##### Records for this exercise

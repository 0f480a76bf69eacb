//! The caller-facing coordinator: transaction and run entry points.

use std::time::Duration;

use futures_util::future::BoxFuture;
use keel_conn::{ConnectOptions, Connector};
use keel_pool::{Pool, PoolConfig, PoolError};

use crate::error::TransactionError;
use crate::tx::Transaction;

/// Transaction and run entry points over a worker pool.
///
/// A `Coordinator` is a cheap handle; clone it into every task that needs
/// database access. Concurrent callers get independent contexts and, in
/// general, independent workers. The only sharing path is nesting within
/// one caller's own context.
pub struct Coordinator<C: Connector> {
    pool: Pool<C>,
}

impl<C: Connector> Clone for Coordinator<C> {
    fn clone(&self) -> Self {
        Self {
            pool: self.pool.clone(),
        }
    }
}

impl<C: Connector> Coordinator<C> {
    /// Start a pool and wrap it in a coordinator.
    pub async fn start(
        connector: C,
        options: ConnectOptions,
        config: PoolConfig,
    ) -> Result<Self, PoolError> {
        let pool = Pool::start(connector, options, config).await?;
        Ok(Self { pool })
    }

    /// Wrap an already-running pool.
    pub fn from_pool(pool: Pool<C>) -> Self {
        Self { pool }
    }

    /// The underlying pool, for status and metrics.
    #[must_use]
    pub fn pool(&self) -> &Pool<C> {
        &self.pool
    }

    /// Stop the underlying pool. Outstanding contexts stay valid until
    /// they finish; every later operation fails with
    /// [`PoolError::Closed`].
    pub async fn stop(&self) {
        self.pool.stop().await;
    }

    /// Run `body` inside a transaction context.
    ///
    /// Checks a worker out of the pool (waiting up to `timeout`), builds a
    /// context at depth 0 whose `queue_time()` reports the wait, and hands
    /// it to the body. The worker is checked back in when the context
    /// ends, on normal return and panic and cancellation alike, so a
    /// crashed caller never strands a worker.
    ///
    /// The body's return value comes back wrapped in `Ok`; checkout-layer
    /// failures surface as [`TransactionError::Pool`].
    pub async fn transaction<T, F>(&self, timeout: Duration, body: F) -> Result<T, TransactionError>
    where
        F: for<'t> FnOnce(&'t mut Transaction<C>) -> BoxFuture<'t, T>,
    {
        let (worker, queue_time) = self.pool.checkout(timeout).await?;
        let mut tx = Transaction::new(worker, queue_time);
        let value = body(&mut tx).await;
        tx.finish();
        Ok(value)
    }

    /// Run `body` once on a checked-out connection, without transaction
    /// bookkeeping.
    ///
    /// The body receives the connection and the queue time. The worker is
    /// checked back in on every exit path; a crash while holding a plain
    /// run checkout does not condemn the connection (no transaction was
    /// open, so its state is known good).
    ///
    /// To run one-shot work *inside* an open transaction, use
    /// [`Transaction::run`] on the context instead; it reuses the held
    /// connection and reports its queue time as absent.
    pub async fn run<T, F>(&self, timeout: Duration, body: F) -> Result<T, TransactionError>
    where
        F: for<'c> FnOnce(&'c mut C::Conn, Option<Duration>) -> BoxFuture<'c, T>,
    {
        let (mut worker, queue_time) = self.pool.checkout(timeout).await?;
        let conn = worker
            .connection()
            .ok_or(TransactionError::NoConnection)?;
        let value = body(conn, Some(queue_time)).await;
        drop(worker);
        Ok(value)
    }
}

impl<C: Connector> std::fmt::Debug for Coordinator<C> {
    fn fmt(&self, f: &mut std::fmt::Formatter<'_>) -> std::fmt::Result {
        f.debug_struct("Coordinator")
            .field("pool", &self.pool.status())
            .finish()
    }
}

##########

__Aim of the task__.
Every line above that holds the string "TransactionError" should be copied into the answer.

__Task response__.
use crate::error::TransactionError;
    /// failures surface as [`TransactionError::Pool`].
    pub async fn transaction<T, F>(&self, timeout: Duration, body: F) -> Result<T, TransactionError>
    pub async fn run<T, F>(&self, timeout: Duration, body: F) -> Result<T, TransactionError>
            .ok_or(TransactionError::NoConnection)?;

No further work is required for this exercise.